= PROMPT =
Exactly reproduce the data from its first line through the line with "use jobplay_core::feedback::FeedbackLoop;", leaving out every line after it.

(Beginning of MATERIAL PROVIDED)

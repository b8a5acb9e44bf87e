//! CLI command implementations.
//!
//! Each submodule corresponds to a top-level CLI command and builds its
//! roles, gateway and linter from a shared [`AppContext`].

pub mod batch;
pub mod convert;
pub mod review;
pub mod roles;

use std::path::{Path, PathBuf};
use std::sync::Arc;

use jobplay_core::agent::{ConversionRole, ReviewRole, RoleAgent, RoleLoader, RoleSpec, CONVERTER, REVIEWER};
use jobplay_core::feedback::FeedbackLoop;
use jobplay_core::gateway::{build_gateway, ModelGateway};
use jobplay_core::lint::{CommandLinter, Linter, StructureLinter};
use jobplay_core::models::Playbook;
use jobplay_core::prompt::TurnDelimiters;
use jobplay_core::JobplayConfig;

/// How a command finished. Errors are reported separately as `Err(String)`.
#[derive(Debug, Clone, Copy, PartialEq, Eq)]
pub enum Completion {
    /// Exit code 0
    Success,
    /// Exit code 2: the review never came back valid
    Unconverged,
}

impl Completion {
    pub fn exit_code(&self) -> i32 {
        match self {
            Completion::Success => 0,
            Completion::Unconverged => 2,
        }
    }
}

/// Configuration plus the role definitions it points at. The gateway is
/// built on first use so offline commands never need credentials.
pub struct AppContext {
    pub config: JobplayConfig,
    pub roles: RoleLoader,
    gateway: Option<Arc<dyn ModelGateway>>,
}

impl AppContext {
    pub fn new(config: JobplayConfig) -> Result<Self, String> {
        let mut roles = RoleLoader::new();
        if let Some(dir) = &config.roles_dir {
            let count = roles.load_dir(dir)?;
            tracing::info!("[Context] Loaded {} role(s) from '{}'", count, dir);
        }
        Ok(Self {
            config,
            roles,
            gateway: None,
        })
    }

    /// Use `gateway` instead of the one described by the configuration.
    pub fn with_gateway(mut self, gateway: Arc<dyn ModelGateway>) -> Self {
        self.gateway = Some(gateway);
        self
    }

    pub fn gateway(&self) -> Result<Arc<dyn ModelGateway>, String> {
        match &self.gateway {
            Some(gateway) => Ok(gateway.clone()),
            None => build_gateway(&self.config.gateway).map_err(|e| e.to_string()),
        }
    }

    pub fn delimiters(&self) -> Result<TurnDelimiters, String> {
        self.config.turn_delimiters().map_err(|e| e.to_string())
    }

    pub fn role(&self, name: &str) -> Result<RoleSpec, String> {
        self.roles
            .resolve(name)
            .ok_or_else(|| format!("Unknown role '{}'", name))
    }

    pub fn agent(&self, name: &str, gateway: Arc<dyn ModelGateway>) -> Result<RoleAgent, String> {
        Ok(RoleAgent::new(self.role(name)?, gateway, self.delimiters()?))
    }

    /// `--lint-cmd` wins over `lint_command` from the config; without
    /// either the built-in structure linter runs.
    pub fn linter(&self, lint_cmd: Option<&str>, no_lint: bool) -> Option<Arc<dyn Linter>> {
        if no_lint {
            return None;
        }
        let linter: Arc<dyn Linter> = match lint_cmd.or(self.config.lint_command.as_deref()) {
            Some(cmd) if !cmd.trim().is_empty() => Arc::new(CommandLinter::new(cmd)),
            _ => Arc::new(StructureLinter),
        };
        Some(linter)
    }

    pub fn feedback_loop(
        &self,
        max_attempts: Option<u32>,
        lint_cmd: Option<&str>,
        no_lint: bool,
    ) -> Result<FeedbackLoop, String> {
        let gateway = self.gateway()?;
        let converter = ConversionRole::new(self.agent(CONVERTER, gateway.clone())?);
        let reviewer = ReviewRole::new(self.agent(REVIEWER, gateway)?);

        let mut config = self.config.loop_config();
        if let Some(max) = max_attempts {
            config.max_attempts = max;
        }

        let mut flow = FeedbackLoop::new(converter, reviewer).with_config(config);
        if let Some(linter) = self.linter(lint_cmd, no_lint) {
            flow = flow.with_linter(linter);
        }
        Ok(flow)
    }
}

/// Load `.env` files, the config file and environment overrides.
pub fn init_context(config_path: Option<&str>) -> Result<AppContext, String> {
    load_dotenv();
    let mut config = JobplayConfig::discover(config_path).map_err(|e| e.to_string())?;
    config.apply_env_overrides().map_err(|e| e.to_string())?;
    AppContext::new(config)
}

/// Dotenv files in precedence order. Variables already in the environment
/// win over both.
const DOTENV_FILES: [&str; 2] = [".env.local", ".env"];

/// Load `.env.local` and `.env` from the working directory, typically
/// holding `JOBPLAY_API_KEY` and friends.
pub fn load_dotenv() {
    load_dotenv_in(Path::new("."));
}

/// Returns the files that were read.
pub fn load_dotenv_in(dir: &Path) -> Vec<PathBuf> {
    let mut loaded = Vec::new();
    for name in DOTENV_FILES {
        let path = dir.join(name);
        let Ok(content) = std::fs::read_to_string(&path) else {
            continue;
        };
        let mut applied = 0;
        for (key, value) in parse_dotenv(&content) {
            if std::env::var_os(&key).is_none() {
                std::env::set_var(&key, value);
                applied += 1;
            }
        }
        tracing::debug!("[jobplay] {} variable(s) set from {}", applied, path.display());
        loaded.push(path);
    }
    loaded
}

/// `KEY=value` pairs from dotenv text. Accepts an `export ` prefix and
/// quoted values; unquoted values end at ` #`.
pub fn parse_dotenv(content: &str) -> Vec<(String, String)> {
    content
        .lines()
        .map(str::trim)
        .filter(|line| !line.is_empty() && !line.starts_with('#'))
        .filter_map(|line| {
            let line = line.strip_prefix("export ").unwrap_or(line);
            let (key, raw) = line.split_once('=')?;
            let key = key.trim();
            if key.is_empty() || key.contains(char::is_whitespace) {
                return None;
            }
            Some((key.to_string(), dotenv_value(raw.trim())))
        })
        .collect()
}

fn dotenv_value(raw: &str) -> String {
    for quote in ['"', '\''] {
        if let Some(inner) = raw.strip_prefix(quote).and_then(|r| r.strip_suffix(quote)) {
            return inner.to_string();
        }
    }
    match raw.find(" #") {
        Some(idx) => raw[..idx].trim_end().to_string(),
        None => raw.to_string(),
    }
}

/// Read a file, or stdin when `path` is `-`.
pub fn read_input(path: &str) -> Result<String, String> {
    if path == "-" {
        use std::io::Read;
        let mut buf = String::new();
        std::io::stdin()
            .read_to_string(&mut buf)
            .map_err(|e| format!("Failed to read stdin: {}", e))?;
        return Ok(buf);
    }
    std::fs::read_to_string(path).map_err(|e| format!("Failed to read '{}': {}", path, e))
}

/// Playbook text as written to disk: normalized YAML when the model output
/// parses, the raw text otherwise.
pub fn playbook_file_text(raw: &str) -> String {
    match Playbook::parse(raw).and_then(|p| {
        p.to_yaml()
            .map_err(jobplay_core::error::OutputError::Unparseable)
    }) {
        Ok(yaml) => yaml,
        Err(_) => format!("{}\n", raw.trim_end()),
    }
}

/// Pretty-print a JSON value to stdout.
pub fn print_json(value: &serde_json::Value) {
    println!(
        "{}",
        serde_json::to_string_pretty(value).unwrap_or_else(|_| value.to_string())
    );
}

pub fn truncate(s: &str, max: usize) -> String {
    if s.chars().count() <= max {
        s.to_string()
    } else {
        let truncated: String = s.chars().take(max.saturating_sub(3)).collect();
        format!("{}...", truncated)
    }
}
//! jobplay CLI library: the command implementations behind the `jobplay`
//! binary, exposed so integration tests can drive them directly.

pub mod commands;
//! `jobplay roles` and `jobplay render`: inspect role prompts.

use jobplay_core::agent::RoleSpec;
use jobplay_core::prompt::placeholders::{CONTROLM_JOB, FEEDBACK, LINT};
use jobplay_core::prompt::PromptVars;

use super::{read_input, truncate, AppContext};

pub fn list(ctx: &AppContext) -> Result<(), String> {
    println!("┌──────────────────┬──────────────────────────────────────┬──────────┐");
    println!("│ Role             │ Placeholders                         │ Source   │");
    println!("├──────────────────┼──────────────────────────────────────┼──────────┤");
    for role in ctx.roles.all() {
        let source = if ctx.roles.is_overridden(&role.name) { "file" } else { "builtin" };
        println!(
            "│ {:<16} │ {:<36} │ {:<8} │",
            truncate(&role.name, 16),
            truncate(&placeholder_list(&role), 36),
            source
        );
    }
    println!("└──────────────────┴──────────────────────────────────────┴──────────┘");
    Ok(())
}

fn placeholder_list(role: &RoleSpec) -> String {
    role.placeholders
        .iter()
        .map(|p| format!("{{{}}}", p))
        .collect::<Vec<_>>()
        .join(" ")
}

#[derive(Debug, Clone, Default)]
pub struct RenderOptions {
    pub role: String,
    pub job_file: String,
    pub feedback: Vec<String>,
    pub lint: Option<String>,
    /// User turn; defaults to the job text
    pub input_file: Option<String>,
}

/// Rendered system prompt and wrapped user turn, exactly as a gateway
/// would receive them.
pub fn render(ctx: &AppContext, opts: &RenderOptions) -> Result<String, String> {
    let role = ctx.role(&opts.role)?;
    let delimiters = ctx.delimiters()?;
    let job_text = read_input(&opts.job_file)?;
    let user_text = match &opts.input_file {
        Some(path) => read_input(path)?,
        None => job_text.clone(),
    };

    let mut vars = PromptVars::new();
    vars.insert(FEEDBACK.to_string(), opts.feedback.join("\n"));
    vars.insert(CONTROLM_JOB.to_string(), job_text);
    vars.insert(LINT.to_string(), opts.lint.clone().unwrap_or_default());

    let system = role.render_now(&vars).map_err(|e| e.to_string())?;

    Ok(format!(
        "{}{}",
        delimiters.wrap_system(&system),
        delimiters.wrap_user(&user_text)
    ))
}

(End of MATERIAL PROVIDED)

= EXERCISE ANSWER =
repository b8a5acb9e44bf87e
//! CLI command implementations.
//!
//! Each submodule corresponds to a top-level CLI command and builds its
//! roles, gateway and linter from a shared [`AppContext`].

pub mod batch;
pub mod convert;
pub mod review;
pub mod roles;

use std::path::{Path, PathBuf};
use std::sync::Arc;

use jobplay_core::agent::{ConversionRole, ReviewRole, RoleAgent, RoleLoader, RoleSpec, CONVERTER, REVIEWER};
use jobplay_core::feedback::FeedbackLoop;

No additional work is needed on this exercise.